**PROBLEM TO WORK ON**
Below are some records; copy each line in them that contains "exists".

**DATASET RECORDS**
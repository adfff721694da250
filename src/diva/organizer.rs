use std::fs;
use std::io;
use std::path::{Path, PathBuf};

use lofty::{Accessor, Tag, TagExt, TagType};
use parking_lot::Mutex;
use thiserror::Error;
use uuid::Uuid;

/// Directory under the download root holding in-flight temp files.
const PARTIAL_DIR_NAME: &str = ".partial";

/// Longest sanitized file stem written to disk.
const MAX_STEM_LEN: usize = 120;

/// Tag metadata could not be written to a finished file.
#[derive(Error, Debug)]
#[error("could not write tags: {0}")]
pub(crate) struct TagError(#[from] lofty::error::LoftyError);

/// Lays out the download root: one folder per performer, finished files
/// renamed into place from a partials directory on the same filesystem.
pub(crate) struct FileOrganizer {
    root: PathBuf,
    partial_dir: PathBuf,
    placement_lock: Mutex<()>,
}

impl FileOrganizer {
    /// Creates the root and partials directories, sweeping any temp files a
    /// previous run left behind.
    pub(crate) fn new(root: &Path) -> io::Result<Self> {
        fs::create_dir_all(root)?;
        let partial_dir = root.join(PARTIAL_DIR_NAME);
        fs::create_dir_all(&partial_dir)?;

        let mut swept = 0usize;
        for entry in fs::read_dir(&partial_dir)? {
            let stale = entry?.path();
            match fs::remove_file(&stale) {
                Ok(()) => swept += 1,
                Err(err) => warn!("Could not sweep stale partial {:?}: {}", stale, err),
            }
        }
        if swept > 0 {
            debug!("Swept {} stale partial file(s)", swept);
        }

        Ok(FileOrganizer {
            root: root.to_path_buf(),
            partial_dir,
            placement_lock: Mutex::new(()),
        })
    }

    pub(crate) fn root(&self) -> &Path {
        &self.root
    }

    /// A fresh temp path for one download, on the same filesystem as the
    /// final destination so the closing rename stays atomic.
    pub(crate) fn temp_path(&self) -> PathBuf {
        self.partial_dir.join(format!("{}.part", Uuid::new_v4()))
    }

    /// Where a download with this exact name already sits, if anywhere.
    /// Numbered variants from earlier collisions are not considered.
    pub(crate) fn existing_destination(
        &self,
        hint: &str,
        title: &str,
        ext: &str,
    ) -> Option<PathBuf> {
        let candidate = self
            .root
            .join(remove_invalid_chars(hint))
            .join(format!("{}.{}", remove_invalid_chars(title), ext));
        candidate.exists().then_some(candidate)
    }

    /// Moves a finished temp file to its final destination, picking a
    /// numbered name when the plain one is taken. Existing files are never
    /// overwritten.
    pub(crate) fn place(
        &self,
        temp: &Path,
        hint: &str,
        title: &str,
        ext: &str,
    ) -> io::Result<PathBuf> {
        let directory = self.root.join(remove_invalid_chars(hint));
        fs::create_dir_all(&directory)?;
        let stem = remove_invalid_chars(title);

        let _guard = self.placement_lock.lock();
        let mut suffix = 1u32;
        let destination = loop {
            let file_name = if suffix == 1 {
                format!("{stem}.{ext}")
            } else {
                format!("{stem} ({suffix}).{ext}")
            };
            let candidate = directory.join(file_name);
            if !candidate.exists() {
                break candidate;
            }
            suffix += 1;
        };

        fs::rename(temp, &destination)?;
        Ok(destination)
    }

    /// Writes title, artist and comment atoms into a placed file.
    pub(crate) fn tag(
        &self,
        path: &Path,
        title: &str,
        artist: &str,
        description: Option<&str>,
    ) -> Result<(), TagError> {
        let mut tag = Tag::new(TagType::Mp4Ilst);
        tag.set_title(title.to_string());
        tag.set_artist(artist.to_string());
        if let Some(description) = description {
            tag.set_comment(description.to_string());
        }
        tag.save_to_path(path)?;
        Ok(())
    }
}

/// Remove invalid characters from a file name component.
fn remove_invalid_chars(text: &str) -> String {
    let cleaned: String = text
        .chars()
        .map(|c| match c {
            '?' | ':' | '*' | '<' | '>' | '"' | '|' | '/' | '\\' => '_',
            c if c.is_control() => '_',
            _ => c,
        })
        .collect();

    let trimmed = cleaned.trim().trim_end_matches(['.', ' ']);
    if trimmed.is_empty() {
        return String::from("untitled");
    }
    trimmed.chars().take(MAX_STEM_LEN).collect()
}

#[cfg(test)]
mod tests {
    use super::*;
    use std::fs::File;
    use std::io::Write;
    use tempfile::tempdir;

    fn write_temp(organizer: &FileOrganizer, content: &[u8]) -> PathBuf {
        let temp = organizer.temp_path();
        let mut file = File::create(&temp).unwrap();
        file.write_all(content).unwrap();
        temp
    }

    #[test]
    fn reserved_characters_become_underscores() {
        assert_eq!(
            remove_invalid_chars("who? what: a/b\\c*d<e>f\"g|h"),
            "who_ what_ a_b_c_d_e_f_g_h"
        );
        assert_eq!(remove_invalid_chars("trailing dots..."), "trailing dots");
        assert_eq!(remove_invalid_chars("   "), "untitled");
        assert_eq!(remove_invalid_chars("tab\there"), "tab_here");

        let oversized = "x".repeat(400);
        assert_eq!(remove_invalid_chars(&oversized).chars().count(), 120);
    }

    #[test]
    fn placed_file_lands_under_the_performer_folder() {
        let dir = tempdir().unwrap();
        let organizer = FileOrganizer::new(dir.path()).unwrap();

        let temp = write_temp(&organizer, b"audio-bytes");
        let placed = organizer
            .place(&temp, "velvet-voice", "Midnight Story", "m4a")
            .unwrap();

        assert_eq!(
            placed,
            dir.path().join("velvet-voice").join("Midnight Story.m4a")
        );
        assert_eq!(fs::read(&placed).unwrap(), b"audio-bytes");
        assert!(!temp.exists());
    }

    #[test]
    fn colliding_titles_get_numbered_names() {
        let dir = tempdir().unwrap();
        let organizer = FileOrganizer::new(dir.path()).unwrap();

        let mut placed = Vec::new();
        for content in [&b"first"[..], &b"second"[..], &b"third"[..]] {
            let temp = write_temp(&organizer, content);
            placed.push(organizer.place(&temp, "reader", "Same Title", "m4a").unwrap());
        }

        let names: Vec<String> = placed
            .iter()
            .map(|p| p.file_name().unwrap().to_string_lossy().into_owned())
            .collect();
        assert_eq!(
            names,
            vec!["Same Title.m4a", "Same Title (2).m4a", "Same Title (3).m4a"]
        );
        assert_eq!(fs::read(&placed[0]).unwrap(), b"first");
        assert_eq!(fs::read(&placed[1]).unwrap(), b"second");
        assert_eq!(fs::read(&placed[2]).unwrap(), b"third");
    }

    #[test]
    fn existing_destination_only_reports_exact_names() {
        let dir = tempdir().unwrap();
        let organizer = FileOrganizer::new(dir.path()).unwrap();

        assert!(organizer
            .existing_destination("reader", "Fresh", "m4a")
            .is_none());

        let temp = write_temp(&organizer, b"bytes");
        let placed = organizer.place(&temp, "reader", "Fresh", "m4a").unwrap();
        assert_eq!(
            organizer.existing_destination("reader", "Fresh", "m4a"),
            Some(placed)
        );
    }

    #[test]
    fn tagging_a_non_audio_file_fails_cleanly() {
        let dir = tempdir().unwrap();
        let organizer = FileOrganizer::new(dir.path()).unwrap();

        let temp = write_temp(&organizer, b"definitely not an mp4 container");
        let placed = organizer.place(&temp, "reader", "Broken", "m4a").unwrap();

        let result = organizer.tag(&placed, "Broken", "reader", Some("desc"));
        assert!(result.is_err());
        assert!(placed.exists());
    }

    #[test]
    fn stale_partials_are_swept_at_startup() {
        let dir = tempdir().unwrap();
        let partial_dir = dir.path().join(PARTIAL_DIR_NAME);
        fs::create_dir_all(&partial_dir).unwrap();
        fs::write(partial_dir.join("leftover.part"), b"junk").unwrap();

        let _organizer = FileOrganizer::new(dir.path()).unwrap();
        assert!(fs::read_dir(&partial_dir).unwrap().next().is_none());
    }
}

**SOLUTION FOR THIS TASK**
        candidate.exists().then_some(candidate)
            if !candidate.exists() {
        assert!(!temp.exists());
        assert!(placed.exists());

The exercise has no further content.